Отдельно скажем о работе художника — интересно было наблюдать, как распределяется и преображается сценическое пространство на протяжении спектакля. Задник и кулисы во время представления вовсе отсутствовали, и это усугубляло фантасмогоричность действа. Упомянутая уже платформа на колёсах в каждой пьесе выполняла новую функцию. Например, в «Каменном госте» она была могилой командора с поставленной на ней статуей. Кладовые барона (Виктор Ардашев) здесь стали банковскими депозитариями, открывающимися с помощью цифрового кода.

Без сомнения, спектакль станет украшением репертуара ТЮЗа. Среди зрителей, выходящих из зала (и в антракте, и в самом конце) то тут, то там можно было услышать примерно такое: «Здорово! Но разве можно так с Пушкиным?»

Можно. Во-первых, мы уже выше упомянули другого классика — Вахтангова с его фантастическим реализмом. А во-вторых, задумаемся, так ли «каноничны» постановки Пушкина, которые мы привыкли считать каноничными?
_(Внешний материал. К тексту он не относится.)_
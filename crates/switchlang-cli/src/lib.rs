//! SwitchLang CLI library.
//!
//! Configuration management, command execution, output formatting and the
//! interactive practice loop behind the `switchlang` binary.

pub mod cli;
pub mod commands;
pub mod config;
pub mod error;
pub mod output;
pub mod repl;

pub use cli::{Cli, Command};
pub use config::Config;
pub use error::{CliError, Result};
pub use output::Formatter;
Например, в довоенном фильме «Дубровский» крестьяне, устроив революцию, врываются к Троекурову и убивают его из охотничьего ружья. В мультике «Золотой петушок» за Пушкина дописан стихотворный текст — это уже форменное кощунство. В «Барышне-крестьянке» 1995 года добавлены сюжетные линии и эротические сцены. Соловьёвский «Станционный смотритель» как будто бы сделан «слово в слово», но на самом деле совсем не про девятнадцатый век, а про «родной» 1972-й. И так далее.

И тому есть простое объяснение. Пушкин как никто другой заразителен. Он всегда предлагает нам сотворчество. И от таких предложений не надо отказываться.